| Exercise materials |
Content starts

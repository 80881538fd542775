use crate::error::{LensError, Result};
use crate::types::config::LensConfig;
use std::path::{Path, PathBuf};
use toml::map::Map;
use toml::Value;

pub const DEFAULT_CONFIG_FILE: &str = "lens.toml";
pub const DEFAULT_LOCAL_FILE: &str = ".lens/local.toml";
pub const DEFAULT_GLOBAL_CONFIG_FILE: &str = ".config/lens/config.toml";

/// Loads global, then `lens.toml`, then `.lens/local.toml` under `root`.
/// No file at all means the built-in defaults.
pub fn load_config(root: &Path) -> Result<LensConfig> {
    let global = std::env::var_os("HOME")
        .map(PathBuf::from)
        .map(|home| home.join(DEFAULT_GLOBAL_CONFIG_FILE));
    load_config_with_global(root, global.as_deref())
}

pub(crate) fn load_config_with_global(
    root: &Path,
    global_path: Option<&Path>,
) -> Result<LensConfig> {
    let mut merged = Value::Table(Map::new());
    let mut layers = 0;
    if let Some(path) = global_path {
        layers += merge_file_if_exists(&mut merged, path)?;
    }
    layers += merge_file_if_exists(&mut merged, &root.join(DEFAULT_CONFIG_FILE))?;
    layers += merge_file_if_exists(&mut merged, &root.join(DEFAULT_LOCAL_FILE))?;

    if layers == 0 {
        tracing::debug!(root = %root.display(), "no config found, using defaults");
        return Ok(LensConfig::default());
    }

    merged
        .try_into()
        .map_err(|e: toml::de::Error| LensError::ConfigParse(e.to_string()))
}

fn merge_file_if_exists(merged: &mut Value, path: &Path) -> Result<usize> {
    if !path.exists() {
        return Ok(0);
    }
    let value = read_toml_value(path)?;
    merge_toml(merged, value);
    tracing::info!(path = %path.display(), "config layer loaded");
    Ok(1)
}

fn read_toml_value(path: &Path) -> Result<Value> {
    let content = std::fs::read_to_string(path)?;
    toml::from_str(&content)
        .map_err(|e| LensError::ConfigParse(format!("{}: {}", path.display(), e)))
}

/// Tables merge key by key; anything else, arrays included, is replaced.
fn merge_toml(base: &mut Value, overlay: Value) {
    match (base, overlay) {
        (Value::Table(base_table), Value::Table(overlay_table)) => {
            for (key, value) in overlay_table {
                match base_table.get_mut(&key) {
                    Some(existing) => merge_toml(existing, value),
                    None => {
                        base_table.insert(key, value);
                    }
                }
            }
        }
        (slot, value) => {
            *slot = value;
        }
    }
}

#[cfg(test)]
mod tests {
    use super::*;
    use crate::types::config::RangePolicy;
    use std::fs;
    use tempfile::TempDir;

    #[test]
    fn load_config_defaults_when_no_file_exists() {
        let dir = TempDir::new().expect("temp dir should be created");
        let cfg = load_config_with_global(dir.path(), None).expect("load should not fail");
        assert_eq!(cfg.range_policy(), RangePolicy::Reject);
        assert!(cfg.categories.is_none());
    }

    #[test]
    fn load_config_merges_global_repo_and_local_in_order() {
        let root = TempDir::new().expect("root temp dir should be created");
        let global_root = TempDir::new().expect("global temp dir should be created");
        let global_path = global_root.path().join("config.toml");

        fs::write(
            &global_path,
            r#"
[scoring]
out_of_range = "clamp"

[weights]
"Story/Plot" = 0.10
Acting = 0.10
"#,
        )
        .expect("global config should write");

        fs::write(
            root.path().join(DEFAULT_CONFIG_FILE),
            r#"
[weights]
"Story/Plot" = 0.20
"#,
        )
        .expect("repo config should write");

        fs::create_dir_all(root.path().join(".lens")).expect("local lens dir should create");
        fs::write(
            root.path().join(DEFAULT_LOCAL_FILE),
            r#"
[scoring]
out_of_range = "reject"
"#,
        )
        .expect("local override should write");

        let cfg = load_config_with_global(root.path(), Some(&global_path))
            .expect("load should succeed");

        assert_eq!(cfg.range_policy(), RangePolicy::Reject);
        let weights = cfg.weights.expect("weights should be merged");
        assert_eq!(weights.get("Story/Plot"), Some(&0.20));
        assert_eq!(weights.get("Acting"), Some(&0.10));
    }

    #[test]
    fn load_config_reports_parse_errors_with_path() {
        let root = TempDir::new().expect("root temp dir should be created");
        fs::write(root.path().join(DEFAULT_CONFIG_FILE), "[scoring\n")
            .expect("broken config should write");

        let result = load_config_with_global(root.path(), None);
        assert!(matches!(result, Err(LensError::ConfigParse(msg)) if msg.contains("lens.toml")));
    }
}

Content ends

Could you copy every line from the records that has "display" in it?

| Result for this exercise |
        tracing::debug!(root = %root.display(), "no config found, using defaults");
    tracing::info!(path = %path.display(), "config layer loaded");
        .map_err(|e| LensError::ConfigParse(format!("{}: {}", path.display(), e)))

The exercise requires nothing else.